We have resubmitted a manuscript version. The major corrections in the paper and the responses to your comments are as follows:
The authors have addressed most of my comments. However, I still have some minor concerns that could improve the quality of this paper.
- The discussion on ACC-3 is lacking in the discussion section. Since the primary finding of this study is the 3 ACC subtypes, it is essential to clearly state the differences between the three subtypes and the potential transitional relationships between one and the others.
In the "response to reviewers' comments" file, the author wrote the following sentences: (1) We can regard that ACC3 is the transition type between ACC1 and ACC2. (2) Therefore, ACC3 is significantly different to ACC2 and ACC1.

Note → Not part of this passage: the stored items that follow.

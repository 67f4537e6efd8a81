//! # Result Presentation
//!
//! Formatting helpers shared by every front-end. Each calculator result
//! exposes `summary_rows()` built from [`ResultRow`], so a front-end can
//! render any tool's output as a uniform label/value list without knowing
//! the tool.

use serde::{Deserialize, Serialize};

/// A single labeled output row, ready for display.
#[derive(Debug, Clone, PartialEq, Serialize, Deserialize)]
pub struct ResultRow {
    /// Human label (e.g., "Monthly Payment")
    pub label: String,

    /// Formatted value (e.g., "$1,896.20")
    pub value: String,
}

impl ResultRow {
    pub fn new(label: impl Into<String>, value: impl Into<String>) -> Self {
        ResultRow {
            label: label.into(),
            value: value.into(),
        }
    }
}

/// Format a dollar amount with thousands separators: `$1,896.20`.
///
/// Negative amounts render as `-$123.45`.
pub fn format_currency(value: f64) -> String {
    let sign = if value < 0.0 { "-" } else { "" };
    format!("{}${}", sign, group_thousands(value.abs(), 2))
}

/// Format a number with thousands separators and fixed decimals.
pub fn format_number(value: f64, decimals: u32) -> String {
    let sign = if value < 0.0 { "-" } else { "" };
    format!("{}{}", sign, group_thousands(value.abs(), decimals))
}

/// Format a value with a trailing unit symbol: `8.31 kVA`.
pub fn format_unit(value: f64, decimals: u32, unit: &str) -> String {
    format!("{} {}", format_number(value, decimals), unit)
}

/// Group the integer part of a non-negative value into thousands.
fn group_thousands(value: f64, decimals: u32) -> String {
    let fixed = format!("{:.*}", decimals as usize, value);
    let (int_part, frac_part) = match fixed.split_once('.') {
        Some((i, f)) => (i, Some(f)),
        None => (fixed.as_str(), None),
    };

    let mut grouped = String::with_capacity(int_part.len() + int_part.len() / 3);
    let digits: Vec<char> = int_part.chars().collect();
    for (i, c) in digits.iter().enumerate() {
        if i > 0 && (digits.len() - i) % 3 == 0 {
            grouped.push(',');
        }
        grouped.push(*c);
    }

    match frac_part {
        Some(f) => format!("{}.{}", grouped, f),
        None => grouped,
    }
}

#[cfg(test)]
mod tests {
    use super::*;

    #[test]
    fn test_format_currency() {
        assert_eq!(format_currency(1896.1967), "$1,896.20");
        assert_eq!(format_currency(300000.0), "$300,000.00");
        assert_eq!(format_currency(0.0), "$0.00");
        assert_eq!(format_currency(-42.5), "-$42.50");
    }

    #[test]
    fn test_format_number() {
        assert_eq!(format_number(1234567.891, 2), "1,234,567.89");
        assert_eq!(format_number(999.0, 0), "999");
        assert_eq!(format_number(1000.0, 0), "1,000");
    }

    #[test]
    fn test_format_unit() {
        assert_eq!(format_unit(8.3138, 2, "kVA"), "8.31 kVA");
        assert_eq!(format_unit(1000.0, 0, "gal"), "1,000 gal");
    }

    #[test]
    fn test_result_row_serialization() {
        let row = ResultRow::new("Monthly Payment", "$1,896.20");
        let json = serde_json::to_string(&row).unwrap();
        let roundtrip: ResultRow = serde_json::from_str(&json).unwrap();
        assert_eq!(row, roundtrip);
    }
}
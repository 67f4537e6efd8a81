//! # Worksheet Container
//!
//! The `Worksheet` struct is the in-memory analogue of one open page of
//! tools: a set of calculator inputs the user is editing. It lives exactly
//! as long as the process; nothing is written to disk.
//!
//! ## Structure
//!
//! ```text
//! Worksheet
//! ├── meta: WorksheetMetadata (label, timestamps)
//! └── items: HashMap<Uuid, CalculationItem> (all calculator inputs)
//! ```
//!
//! ## Example
//!
//! ```rust
//! use tools_core::worksheet::Worksheet;
//! use tools_core::calculations::{CalculationItem, SepticInput};
//!
//! let mut sheet = Worksheet::new("Site visit");
//!
//! let id = sheet.add_item(CalculationItem::Septic(SepticInput {
//!     label: "Main house".to_string(),
//!     bedrooms: 4,
//!     garbage_disposal: true,
//! }));
//!
//! let results = sheet.evaluate_all();
//! assert!(results[&id].is_ok());
//! ```

use std::collections::HashMap;

use chrono::{DateTime, Utc};
use serde::{Deserialize, Serialize};
use uuid::Uuid;

use crate::calculations::{CalculationItem, CalculationOutcome};
use crate::errors::CalcResult;

/// In-memory container for a set of calculator inputs.
///
/// Items are stored in a flat UUID-keyed map for O(1) lookups and stable
/// references when items are reordered by a front-end.
#[derive(Debug, Clone, Serialize, Deserialize)]
pub struct Worksheet {
    /// Worksheet metadata (label, timestamps)
    pub meta: WorksheetMetadata,

    /// All calculator inputs, keyed by UUID
    pub items: HashMap<Uuid, CalculationItem>,
}

impl Worksheet {
    /// Create a new empty worksheet.
    pub fn new(label: impl Into<String>) -> Self {
        let now = Utc::now();
        Worksheet {
            meta: WorksheetMetadata {
                label: label.into(),
                created: now,
                modified: now,
            },
            items: HashMap::new(),
        }
    }

    /// Add a calculator input to the worksheet.
    ///
    /// Returns the UUID assigned to the item.
    pub fn add_item(&mut self, item: CalculationItem) -> Uuid {
        let id = Uuid::new_v4();
        self.items.insert(id, item);
        self.touch();
        id
    }

    /// Remove a calculator input by UUID.
    ///
    /// Returns the removed item if it existed.
    pub fn remove_item(&mut self, id: &Uuid) -> Option<CalculationItem> {
        let item = self.items.remove(id);
        if item.is_some() {
            self.touch();
        }
        item
    }

    /// Get a calculator input by UUID.
    pub fn get_item(&self, id: &Uuid) -> Option<&CalculationItem> {
        self.items.get(id)
    }

    /// Get a mutable reference to a calculator input by UUID.
    ///
    /// Getting a mutable reference marks the worksheet as modified, since
    /// the caller is presumably about to edit the item.
    pub fn get_item_mut(&mut self, id: &Uuid) -> Option<&mut CalculationItem> {
        if self.items.contains_key(id) {
            self.meta.modified = Utc::now();
            self.items.get_mut(id)
        } else {
            None
        }
    }

    /// Update the modified timestamp.
    pub fn touch(&mut self) {
        self.meta.modified = Utc::now();
    }

    /// Number of items on the worksheet.
    pub fn item_count(&self) -> usize {
        self.items.len()
    }

    /// Evaluate every item, returning each result (or typed error) keyed by
    /// the item's UUID.
    ///
    /// Evaluation is pure, so a failed item never affects the others.
    pub fn evaluate_all(&self) -> HashMap<Uuid, CalcResult<CalculationOutcome>> {
        self.items
            .iter()
            .map(|(id, item)| (*id, item.evaluate()))
            .collect()
    }
}

impl Default for Worksheet {
    fn default() -> Self {
        Worksheet::new("")
    }
}

/// Worksheet metadata.
#[derive(Debug, Clone, Serialize, Deserialize)]
pub struct WorksheetMetadata {
    /// User label for the worksheet
    pub label: String,

    /// When the worksheet was created
    pub created: DateTime<Utc>,

    /// When the worksheet was last modified
    pub modified: DateTime<Utc>,
}

#[cfg(test)]
mod tests {
    use super::*;
    use crate::calculations::{Phase, PowerInput, SepticInput};
    use crate::units::Percent;

    fn septic_item(label: &str) -> CalculationItem {
        CalculationItem::Septic(SepticInput {
            label: label.to_string(),
            bedrooms: 3,
            garbage_disposal: false,
        })
    }

    #[test]
    fn test_add_remove_item() {
        let mut sheet = Worksheet::new("Test sheet");
        let id = sheet.add_item(septic_item("S-1"));
        assert_eq!(sheet.item_count(), 1);
        assert!(sheet.get_item(&id).is_some());

        let removed = sheet.remove_item(&id);
        assert!(removed.is_some());
        assert_eq!(sheet.item_count(), 0);
    }

    #[test]
    fn test_touch_on_mutation() {
        let mut sheet = Worksheet::new("Test sheet");
        let id = sheet.add_item(septic_item("S-1"));
        let before = sheet.meta.modified;

        if let Some(CalculationItem::Septic(input)) = sheet.get_item_mut(&id) {
            input.bedrooms = 5;
        }
        assert!(sheet.meta.modified >= before);
    }

    #[test]
    fn test_evaluate_all_mixed_results() {
        use crate::calculations::InvestmentInput;

        let mut sheet = Worksheet::new("Mixed");
        let good = sheet.add_item(CalculationItem::Power(PowerInput {
            label: "Feed".to_string(),
            phase: Phase::Three,
            voltage_v: 480.0,
            current_a: 10.0,
            power_factor: 0.85,
        }));
        let bad = sheet.add_item(CalculationItem::Investment(InvestmentInput {
            label: "Broken".to_string(),
            initial_balance_usd: 0.0,
            annual_yield: Percent(5.0),
            monthly_contribution_usd: 0.0,
            years: 10,
            reinvest_dividends: true,
        }));

        let results = sheet.evaluate_all();
        assert_eq!(results.len(), 2);
        assert!(results[&good].is_ok());
        assert!(results[&bad].is_err());
    }

    #[test]
    fn test_serialization_roundtrip() {
        let mut sheet = Worksheet::new("Roundtrip");
        sheet.add_item(septic_item("S-1"));

        let json = serde_json::to_string_pretty(&sheet).unwrap();
        assert!(json.contains("Roundtrip"));

        let roundtrip: Worksheet = serde_json::from_str(&json).unwrap();
        assert_eq!(roundtrip.item_count(), 1);
        assert_eq!(roundtrip.meta.label, "Roundtrip");
    }
}
//! # FreeToolsHub CLI
//!
//! Terminal front-end for the calculators. Prompts for each tool's inputs,
//! runs the calculation, and prints a formatted result block followed by
//! the JSON serialization of the result (for LLM/API use).

use std::io::{self, BufRead, Write};

use tools_core::calculations::balloon_mortgage::{self, BalloonMortgageInput, PaymentType};
use tools_core::calculations::capacitance::{self, CapacitanceInput, CapacitorEntry};
use tools_core::calculations::deck::{self, DeckBeamInput, DeckJoistInput};
use tools_core::calculations::investment::{self, InvestmentInput};
use tools_core::calculations::power::{self, Phase, PowerInput};
use tools_core::calculations::septic::{self, SepticInput};
use tools_core::display::ResultRow;
use tools_core::errors::CalcError;
use tools_core::form::{parse_count, parse_flag, NumericField};
use tools_core::tables::{JoistSpacing, SpeciesGroup};
use tools_core::units::{CapacitanceUnit, Percent};

// Whole-number fields; fractional input is rejected, never truncated
const AMORT_YEARS: NumericField = NumericField {
    name: "amortization_years",
    label: "Amortization term (years)",
    min: 1.0,
    max: 50.0,
    default: 30.0,
};
const BALLOON_YEARS: NumericField = NumericField {
    name: "balloon_years",
    label: "Balloon term (years)",
    min: 1.0,
    max: 50.0,
    default: 5.0,
};
const CAPACITOR_COUNT: NumericField = NumericField {
    name: "capacitor_count",
    label: "Number of capacitors (2-10)",
    min: 2.0,
    max: 10.0,
    default: 2.0,
};
const BEDROOMS: NumericField = NumericField {
    name: "bedrooms",
    label: "Bedrooms (1-6)",
    min: 1.0,
    max: 6.0,
    default: 3.0,
};
const PROJECTION_YEARS: NumericField = NumericField {
    name: "years",
    label: "Years",
    min: 1.0,
    max: 60.0,
    default: 10.0,
};

fn read_line() -> String {
    let mut input = String::new();
    if io::stdin().lock().read_line(&mut input).is_err() {
        return String::new();
    }
    input.trim().to_string()
}

/// Prompt for a numeric field, re-asking until the input parses.
fn prompt_field(field: &NumericField) -> f64 {
    loop {
        print!("{} [{}]: ", field.label, field.default);
        if io::stdout().flush().is_err() {
            return field.default;
        }
        match field.parse_or_default(&read_line()) {
            Ok(value) => return value,
            Err(e) => println!("  {e}"),
        }
    }
}

/// Prompt for a whole-number field, re-asking until the input parses.
///
/// Empty input takes the field default; "30.5" is an error, not 30.
fn prompt_count(field: &NumericField) -> u32 {
    loop {
        print!("{} [{}]: ", field.label, field.default);
        if io::stdout().flush().is_err() {
            return field.default as u32;
        }
        let raw = read_line();
        if raw.trim().is_empty() {
            return field.default as u32;
        }
        match parse_count(field, &raw) {
            Ok(n) => return n,
            Err(e) => println!("  {e}"),
        }
    }
}

fn prompt_raw(label: &str) -> String {
    print!("{label}: ");
    let _ = io::stdout().flush();
    read_line()
}

fn print_results(title: &str, rows: &[ResultRow]) {
    println!();
    println!("=======================================");
    println!("  {title}");
    println!("=======================================");
    for row in rows {
        println!("  {:<22} {}", row.label, row.value);
    }
    println!("=======================================");
}

fn print_json<T: serde::Serialize>(value: &T) {
    println!();
    println!("JSON Output (for LLM/API use):");
    if let Ok(json) = serde_json::to_string_pretty(value) {
        println!("{json}");
    }
}

fn print_error(e: &CalcError) {
    eprintln!("Error: {e}");
    if let Ok(json) = serde_json::to_string_pretty(e) {
        eprintln!();
        eprintln!("Error JSON:");
        eprintln!("{json}");
    }
}

fn run_balloon_mortgage() {
    const LOAN_AMOUNT: NumericField = NumericField {
        name: "loan_amount_usd",
        label: "Loan amount ($)",
        min: 1.0,
        max: 100_000_000.0,
        default: 300_000.0,
    };
    const RATE: NumericField = NumericField {
        name: "annual_rate",
        label: "Annual interest rate (%)",
        min: 0.01,
        max: 30.0,
        default: 6.5,
    };
    const EXTRA: NumericField = NumericField {
        name: "extra_payment_usd",
        label: "Extra monthly payment ($)",
        min: 0.0,
        max: 1_000_000.0,
        default: 0.0,
    };

    let payment_type = PaymentType::from_key(&prompt_raw("Payment type (amortized/interest-only) [amortized]"))
        .unwrap_or(PaymentType::Amortized);

    let input = BalloonMortgageInput {
        label: "CLI".to_string(),
        loan_amount_usd: prompt_field(&LOAN_AMOUNT),
        annual_rate: Percent(prompt_field(&RATE)),
        amortization_years: prompt_count(&AMORT_YEARS),
        balloon_years: prompt_count(&BALLOON_YEARS),
        payment_type,
        extra_payment_usd: prompt_field(&EXTRA),
    };

    match balloon_mortgage::calculate(&input) {
        Ok(result) => {
            print_results("BALLOON MORTGAGE", &result.summary_rows());
            println!("  ({} monthly payments before the balloon)", result.months_paid);
            print_json(&result);
        }
        Err(e) => print_error(&e),
    }
}

fn run_power() {
    const VOLTAGE: NumericField = NumericField {
        name: "voltage_v",
        label: "Voltage (V)",
        min: 0.01,
        max: 1_000_000.0,
        default: 480.0,
    };
    const CURRENT: NumericField = NumericField {
        name: "current_a",
        label: "Current (A)",
        min: 0.01,
        max: 100_000.0,
        default: 10.0,
    };
    const PF: NumericField = NumericField {
        name: "power_factor",
        label: "Power factor (0-1)",
        min: 0.01,
        max: 1.0,
        default: 0.85,
    };

    let phase = Phase::from_key(&prompt_raw("Phase (1/3) [3]")).unwrap_or(Phase::Three);

    let input = PowerInput {
        label: "CLI".to_string(),
        phase,
        voltage_v: prompt_field(&VOLTAGE),
        current_a: prompt_field(&CURRENT),
        power_factor: prompt_field(&PF),
    };

    match power::calculate(&input) {
        Ok(result) => {
            print_results("AC POWER", &result.summary_rows());
            print_json(&result);
        }
        Err(e) => print_error(&e),
    }
}

fn run_capacitance() {
    const VALUE: NumericField = NumericField {
        name: "capacitance",
        label: "Capacitance value",
        min: 1e-12,
        max: 1e12,
        default: 10.0,
    };
    const VOLTAGE: NumericField = NumericField {
        name: "supply_voltage_v",
        label: "Supply voltage (V, blank to skip)",
        min: 0.01,
        max: 1_000_000.0,
        default: 0.0,
    };

    let count = prompt_count(&CAPACITOR_COUNT) as usize;
    let mut capacitors = Vec::with_capacity(count);
    for i in 1..=count {
        println!("Capacitor {i}:");
        let value = prompt_field(&VALUE);
        let unit = CapacitanceUnit::from_key(&prompt_raw("  Unit (F/mF/uF/nF/pF) [uF]"))
            .unwrap_or(CapacitanceUnit::Microfarad);
        capacitors.push(CapacitorEntry { value, unit });
    }

    let supply = prompt_field(&VOLTAGE);
    let input = CapacitanceInput {
        label: "CLI".to_string(),
        capacitors,
        supply_voltage_v: if supply > 0.0 { Some(supply) } else { None },
    };

    match capacitance::calculate(&input) {
        Ok(result) => {
            print_results("SERIES CAPACITANCE", &result.summary_rows());
            if let Some(divider) = &result.divider {
                println!();
                println!("  Voltage divider:");
                for element in &divider.elements {
                    println!(
                        "    C{}: {:.3} V, {:.3e} J",
                        element.index + 1,
                        element.voltage_v,
                        element.energy_j
                    );
                }
            }
            print_json(&result);
        }
        Err(e) => print_error(&e),
    }
}

fn run_deck_beam() {
    const JOIST_SPAN: NumericField = NumericField {
        name: "joist_span_ft",
        label: "Joist span (ft)",
        min: 0.1,
        max: 18.0,
        default: 10.0,
    };
    const BEAM_SPAN: NumericField = NumericField {
        name: "beam_span_ft",
        label: "Beam span between posts (ft)",
        min: 0.1,
        max: 20.0,
        default: 7.0,
    };

    let species = SpeciesGroup::from_key(&prompt_raw("Species (SP/DF-L/HF/SPF/cedar) [SP]"))
        .unwrap_or(SpeciesGroup::SouthernPine);

    let input = DeckBeamInput {
        label: "CLI".to_string(),
        joist_span_ft: prompt_field(&JOIST_SPAN),
        beam_span_ft: prompt_field(&BEAM_SPAN),
        species,
    };

    match deck::calculate_beam(&input) {
        Ok(result) => {
            print_results("DECK BEAM SIZING", &result.summary_rows());
            print_json(&result);
        }
        Err(e) => print_error(&e),
    }
}

fn run_deck_joist() {
    const SPAN: NumericField = NumericField {
        name: "span_ft",
        label: "Joist span (ft)",
        min: 0.1,
        max: 20.0,
        default: 12.0,
    };

    let spacing = JoistSpacing::from_key(&prompt_raw("Joist spacing in inches (12/16/24) [16]"))
        .unwrap_or(JoistSpacing::In16);
    let species = SpeciesGroup::from_key(&prompt_raw("Species (SP/DF-L/HF/SPF/cedar) [SP]"))
        .unwrap_or(SpeciesGroup::SouthernPine);

    let input = DeckJoistInput {
        label: "CLI".to_string(),
        span_ft: prompt_field(&SPAN),
        spacing,
        species,
    };

    match deck::calculate_joist(&input) {
        Ok(result) => {
            print_results("DECK JOIST SIZING", &result.summary_rows());
            println!();
            println!("  Allowable span by spacing:");
            for option in &result.spacing_options {
                println!(
                    "    {:>2}\" o.c.: {:.2} ft",
                    option.spacing.inches(),
                    option.allowable_span_ft
                );
            }
            print_json(&result);
        }
        Err(e) => print_error(&e),
    }
}

fn run_septic() {
    let bedrooms = prompt_count(&BEDROOMS);

    let garbage_disposal = parse_flag("garbage_disposal", &prompt_raw("Garbage disposal? (yes/no) [no]"))
        .unwrap_or(false);

    let input = SepticInput {
        label: "CLI".to_string(),
        bedrooms,
        garbage_disposal,
    };

    match septic::calculate(&input) {
        Ok(result) => {
            print_results("SEPTIC TANK SIZING", &result.summary_rows());
            print_json(&result);
        }
        Err(e) => print_error(&e),
    }
}

fn run_investment() {
    const INITIAL: NumericField = NumericField {
        name: "initial_balance_usd",
        label: "Starting balance ($)",
        min: 0.0,
        max: 1_000_000_000.0,
        default: 10_000.0,
    };
    const YIELD: NumericField = NumericField {
        name: "annual_yield",
        label: "Annual yield (%)",
        min: 0.01,
        max: 50.0,
        default: 4.0,
    };
    const CONTRIBUTION: NumericField = NumericField {
        name: "monthly_contribution_usd",
        label: "Monthly contribution ($)",
        min: 0.0,
        max: 1_000_000.0,
        default: 500.0,
    };
    let input = InvestmentInput {
        label: "CLI".to_string(),
        initial_balance_usd: prompt_field(&INITIAL),
        annual_yield: Percent(prompt_field(&YIELD)),
        monthly_contribution_usd: prompt_field(&CONTRIBUTION),
        years: prompt_count(&PROJECTION_YEARS),
        reinvest_dividends: parse_flag("reinvest_dividends", &prompt_raw("Reinvest dividends? (yes/no) [yes]"))
            .unwrap_or(true),
    };

    match investment::calculate(&input) {
        Ok(result) => {
            print_results("INVESTMENT PROJECTION", &result.summary_rows());
            println!();
            println!("  Year-by-year:");
            for row in &result.yearly {
                println!(
                    "    Year {:>2}: balance ${:>14.2}  dividends ${:>10.2}",
                    row.year, row.end_balance_usd, row.dividends_usd
                );
            }
            print_json(&result);
        }
        Err(e) => print_error(&e),
    }
}

fn main() {
    println!("FreeToolsHub CLI");
    println!("================");
    println!();
    println!("  1. Balloon mortgage");
    println!("  2. AC power");
    println!("  3. Series capacitance");
    println!("  4. Deck beam sizing");
    println!("  5. Deck joist sizing");
    println!("  6. Septic tank sizing");
    println!("  7. Investment projection");
    println!();

    match prompt_raw("Choose a tool (1-7)").as_str() {
        "1" => run_balloon_mortgage(),
        "2" => run_power(),
        "3" => run_capacitance(),
        "4" => run_deck_beam(),
        "5" => run_deck_joist(),
        "6" => run_septic(),
        "7" => run_investment(),
        other => {
            eprintln!("Unknown tool: {other}");
            std::process::exit(1);
        }
    }
}

#[cfg(test)]
mod tests {
    use super::*;

    #[test]
    fn test_whole_number_fields_reject_fractional_input() {
        // "30.5 years" must surface as an error, not truncate to 30
        assert_eq!(parse_count(&AMORT_YEARS, "30.5").unwrap_err().error_code(), "INVALID_INPUT");
        assert_eq!(parse_count(&BALLOON_YEARS, "5.5").unwrap_err().error_code(), "INVALID_INPUT");
        assert_eq!(parse_count(&PROJECTION_YEARS, "10.5").unwrap_err().error_code(), "INVALID_INPUT");
        assert_eq!(parse_count(&CAPACITOR_COUNT, "2.5").unwrap_err().error_code(), "INVALID_INPUT");
        assert_eq!(parse_count(&BEDROOMS, "3.5").unwrap_err().error_code(), "INVALID_INPUT");
    }

    #[test]
    fn test_whole_number_fields_accept_whole_input() {
        assert_eq!(parse_count(&AMORT_YEARS, "30").unwrap(), 30);
        assert_eq!(parse_count(&BALLOON_YEARS, "5").unwrap(), 5);
        assert_eq!(parse_count(&CAPACITOR_COUNT, "4").unwrap(), 4);
    }
}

In the discussion section, lines 383-393, the authors discussed a lot on ACC1 and ACC2, which is good because they have more diagnostic and clinically relevant features according to the results. However, the major differences discussed on the ACC3 are not sufficient. The authors thought ACC3 could be regarded as a transition type, which might also be an essential and novel finding but not discussed in the paper.
Response:
Dear reviewer,
Thanks for your careful review, we agree with your suggestion and had added the related words in discussion section. The details are as follows:
The biological processes of a tumor are extremely complex, and different types of features are associated with each other. Therefore, it is crucial to interpret the heterogeneity of tumors using multi-omics analysis. We used 10 algorithms to determine the ACC multi-omics system by consensus clustering, which made the system more stable and convincing. We found that immune-related pathways were more activated, and drug metabolism pathways were enriched in ACC1 subtype patients. In addition, ACC1 patients are sensitive to PD-1 immunotherapy and have the lowest sensitivity to chemotherapeutic drugs. Patients with the ACC2 subtype had the worst survival prognosis and the highest tumor mutation rate. Meanwhile, cell cycle-related pathways, amino acid synthesis pathways, and immunosuppressive cells were enriched in ACC2 patients. Steroid and cholesterol biosynthetic pathways were enriched in patients with the ACC3 subtype. DNA repair-related pathways were enriched in subtypes ACC2 and ACC3. We assumed that between ACC1 and ACC2, ACC3 is the transition type. According to the results, even though ACC2 and ACC3 have a comparable distribution of tumor stage, patients who belonged to ACC2 had much worse prognoses than those who belonged to ACC3. In comparison to other subtypes, ACC3 exhibits more WNT pathway activation, greater steroid and cholesterol production, greater copy number change, and a lack of the OBSCN and ZCCHC6 mutations that were found in ACC1 and ACC2. The lowest level of immune pathway activation is then met by the ACC3 subtype. The sensitivity of the ACC2 subtype to cisplatin, doxorubicin, gemcitabine, and etoposide was better than that of the other two subtypes. For 5-fluorouracil, there was no significant difference in the sensitivity to paclitaxel between the three groups. We believe that multi-omics analysis in ACC can provide patients with more accurate clinical treatment and better prognosis prediction.
- Line 325, DFS, is not defined previously. It would help if the authors could replace it with the unabbreviated term.
Response:
Dear reviewer,
Thanks a lot for your advice. We had defined the “DFS” for “disease free survival” in the main text.